The ITC has unique attributes that are likely to attract the patent battles over wearables. It is known for its experience managing complex patent cases to relatively speedy resolution. The ITC also has jurisdiction over any goods entering the US, so it is possible to assert a patent against companies all over the world in a single complaint. It also offers the extremely potent remedy of excluding infringing devices from the US, often viewed as a death sentence in the industry.
The number of patent battles over wearables may easily exceed what we recently observed for digital televisions and smartphones. Unlike the digital television and smartphone markets, where a handful of players hold significant market share, the growth of wearable technology is likely to lead to disputes among a more diverse group.

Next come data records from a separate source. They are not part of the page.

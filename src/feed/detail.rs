//! Recovering a single article from the cache when no navigation payload is
//! available, e.g. when the program is started directly on a detail view.

use tracing::debug;

use super::repository::{CURRENT_ARTICLE_SLOT, SNAPSHOT_SLOT};
use crate::cache::{CacheLayer, Cacheable};
use crate::news::Article;

/// Maximum number of related articles shown under a detail view
pub const RELATED_LIMIT: usize = 5;

/// Outcome of resolving an article identifier.
#[derive(Debug, Clone, PartialEq, Eq)]
pub enum Resolution {
  Found {
    article: Article,
    related: Vec<Article>,
  },
  /// Not in the snapshot nor in the current-article slot
  NotFound,
}

/// Look up the article with identifier `id` in the cache.
///
/// The snapshot is searched first, then the current-article slot. Related
/// articles always come from the snapshot.
pub fn resolve(cache: &CacheLayer, id: &str) -> Resolution {
  let snapshot = load_snapshot(cache);

  let article = snapshot
    .iter()
    .find(|a| a.cache_key() == id)
    .cloned()
    .or_else(|| {
      cache
        .load_entity::<Article>(CURRENT_ARTICLE_SLOT)
        .map(|cached| cached.entity)
        .filter(|a| a.cache_key() == id)
    });

  match article {
    Some(article) => {
      let related = related(&snapshot, &article, RELATED_LIMIT)
        .into_iter()
        .cloned()
        .collect();
      Resolution::Found { article, related }
    }
    None => {
      debug!("Article {} not found in cache", id);
      Resolution::NotFound
    }
  }
}

/// Related articles for an article opened from the listing
pub fn related_in_cache(cache: &CacheLayer, article: &Article) -> Vec<Article> {
  let snapshot = load_snapshot(cache);
  related(&snapshot, article, RELATED_LIMIT)
    .into_iter()
    .cloned()
    .collect()
}

fn load_snapshot(cache: &CacheLayer) -> Vec<Article> {
  cache
    .load_list::<Article>(SNAPSHOT_SLOT)
    .map(|cached| cached.entities)
    .unwrap_or_default()
}

/// Up to `limit` other articles sharing a category tag with `article`, in
/// snapshot order. The article itself is excluded by title.
pub fn related<'a>(snapshot: &'a [Article], article: &Article, limit: usize) -> Vec<&'a Article> {
  snapshot
    .iter()
    .filter(|a| a.title != article.title && a.shares_category_with(article))
    .take(limit)
    .collect()
}
//! Cache storage trait and its implementations.

use chrono::{DateTime, Utc};
use color_eyre::{eyre::eyre, Result};
use rusqlite::{params, Connection, OptionalExtension};
use std::collections::HashMap;
use std::path::{Path, PathBuf};
use std::sync::Mutex;

/// A value read back from a storage slot.
#[derive(Debug, Clone, PartialEq, Eq)]
pub struct StoredValue {
  /// Serialized payload
  pub value: String,
  /// When the slot was last written
  pub saved_at: DateTime<Utc>,
}

/// Trait for cache storage backends.
///
/// A backend is a set of named slots holding serialized text. Writing a slot
/// replaces its previous content.
pub trait CacheStorage: Send + Sync {
  /// Overwrite a slot.
  fn put(&self, slot: &str, value: &str) -> Result<()>;

  /// Read a slot, `None` if it was never written.
  fn get(&self, slot: &str) -> Result<Option<StoredValue>>;
}

/// Storage implementation that doesn't cache anything.
/// Used when caching is disabled - all operations are no-ops.
pub struct NoopStorage;

impl CacheStorage for NoopStorage {
  fn put(&self, _slot: &str, _value: &str) -> Result<()> {
    Ok(()) // Discard
  }

  fn get(&self, _slot: &str) -> Result<Option<StoredValue>> {
    Ok(None) // Always miss
  }
}

/// In-process storage, lost when the program exits.
#[derive(Default)]
pub struct MemoryStorage {
  slots: Mutex<HashMap<String, StoredValue>>,
}

impl MemoryStorage {
  pub fn new() -> Self {
    Self::default()
  }
}

impl CacheStorage for MemoryStorage {
  fn put(&self, slot: &str, value: &str) -> Result<()> {
    let mut slots = self
      .slots
      .lock()
      .map_err(|e| eyre!("Lock poisoned: {}", e))?;
    slots.insert(
      slot.to_string(),
      StoredValue {
        value: value.to_string(),
        saved_at: Utc::now(),
      },
    );
    Ok(())
  }

  fn get(&self, slot: &str) -> Result<Option<StoredValue>> {
    let slots = self
      .slots
      .lock()
      .map_err(|e| eyre!("Lock poisoned: {}", e))?;
    Ok(slots.get(slot).cloned())
  }
}

/// SQLite-based cache storage implementation.
pub struct SqliteStorage {
  conn: Mutex<Connection>,
}

impl SqliteStorage {
  /// Open the cache database, creating it if needed.
  ///
  /// Uses `path` when given, otherwise the default location in the data dir.
  pub fn open(path: Option<&Path>) -> Result<Self> {
    let path = match path {
      Some(p) => p.to_path_buf(),
      None => Self::default_path()?,
    };

    // Ensure parent directory exists
    if let Some(parent) = path.parent() {
      std::fs::create_dir_all(parent)
        .map_err(|e| eyre!("Failed to create cache directory: {}", e))?;
    }

    let conn = Connection::open(&path)
      .map_err(|e| eyre!("Failed to open cache database at {}: {}", path.display(), e))?;

    let storage = Self {
      conn: Mutex::new(conn),
    };
    storage.run_migrations()?;

    Ok(storage)
  }

  /// Get the default database path.
  fn default_path() -> Result<PathBuf> {
    Ok(crate::config::Config::data_dir()?.join("cache.db"))
  }

  /// Run database migrations for cache tables.
  fn run_migrations(&self) -> Result<()> {
    let conn = self
      .conn
      .lock()
      .map_err(|e| eyre!("Lock poisoned: {}", e))?;

    conn
      .execute_batch(CACHE_SCHEMA)
      .map_err(|e| eyre!("Failed to run cache migrations: {}", e))?;

    Ok(())
  }
}

/// Schema for cache tables.
const CACHE_SCHEMA: &str = r#"
-- One row per named slot; writes replace the row
CREATE TABLE IF NOT EXISTS cache_slots (
    slot TEXT PRIMARY KEY,
    data TEXT NOT NULL,
    saved_at TEXT NOT NULL DEFAULT (datetime('now'))
);
"#;

impl CacheStorage for SqliteStorage {
  fn put(&self, slot: &str, value: &str) -> Result<()> {
    let conn = self
      .conn
      .lock()
      .map_err(|e| eyre!("Lock poisoned: {}", e))?;

    conn
      .execute(
        "INSERT OR REPLACE INTO cache_slots (slot, data, saved_at)
         VALUES (?, ?, datetime('now'))",
        params![slot, value],
      )
      .map_err(|e| eyre!("Failed to store cache slot {}: {}", slot, e))?;

    Ok(())
  }

  fn get(&self, slot: &str) -> Result<Option<StoredValue>> {
    let conn = self
      .conn
      .lock()
      .map_err(|e| eyre!("Lock poisoned: {}", e))?;

    let row: Option<(String, String)> = conn
      .query_row(
        "SELECT data, saved_at FROM cache_slots WHERE slot = ?",
        params![slot],
        |row| Ok((row.get(0)?, row.get(1)?)),
      )
      .optional()
      .map_err(|e| eyre!("Failed to read cache slot {}: {}", slot, e))?;

    match row {
      Some((value, saved_at)) => Ok(Some(StoredValue {
        value,
        saved_at: parse_datetime(&saved_at)?,
      })),
      None => Ok(None),
    }
  }
}

/// Parse a datetime string from SQLite format.
fn parse_datetime(s: &str) -> Result<DateTime<Utc>> {
  // SQLite stores as "YYYY-MM-DD HH:MM:SS"
  chrono::NaiveDateTime::parse_from_str(s, "%Y-%m-%d %H:%M:%S")
    .map(|dt| dt.and_utc())
    .map_err(|e| eyre!("Failed to parse datetime '{}': {}", s, e))
}

#[cfg(test)]
mod tests {
  use super::*;
  use tempfile::TempDir;

  #[test]
  fn test_noop_storage_always_misses() {
    let storage = NoopStorage;
    storage.put("news", "[]").unwrap();
    assert_eq!(storage.get("news").unwrap(), None);
  }

  #[test]
  fn test_memory_storage_overwrites() {
    let storage = MemoryStorage::new();
    assert_eq!(storage.get("news").unwrap(), None);

    storage.put("news", "first").unwrap();
    storage.put("news", "second").unwrap();
    storage.put("other", "x").unwrap();

    assert_eq!(storage.get("news").unwrap().unwrap().value, "second");
    assert_eq!(storage.get("other").unwrap().unwrap().value, "x");
  }

  #[test]
  fn test_sqlite_storage_persists_across_opens() {
    let dir = TempDir::new().unwrap();
    let path = dir.path().join("nested").join("cache.db");

    {
      let storage = SqliteStorage::open(Some(&path)).unwrap();
      assert_eq!(storage.get("news").unwrap(), None);
      storage.put("news", "first").unwrap();
      storage.put("news", "second").unwrap();
    }

    let storage = SqliteStorage::open(Some(&path)).unwrap();
    let stored = storage.get("news").unwrap().unwrap();
    assert_eq!(stored.value, "second");
    assert!(Utc::now() - stored.saved_at < chrono::Duration::minutes(5));
  }

  #[test]
  fn test_parse_datetime() {
    let dt = parse_datetime("2025-03-14 09:30:00").unwrap();
    assert_eq!(dt.to_rfc3339(), "2025-03-14T09:30:00+00:00");
    assert!(parse_datetime("not a date").is_err());
  }
}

Wearables are expected to infiltrate markets where the major electronics companies have traditionally had little or no presence, such as fitness and healthcare. The medical device industry has been historically litigious, and wearable technology is likely to lead to competition among established medical companies among others.
While technology behemoths such as Google and Samsung have cross-licensed their portfolios, new players such as Fitbit and Pebble may view patent enforcement as critical to defending their success against larger companies. In addition, wearables are already inspiring such highly integrated components as the new chips from MediaTek. Competition to supply such components is likely to lead to its own share of patent fights.
— Charles H. Sanders is a partner in the law firm of Goodwin Procter LLP.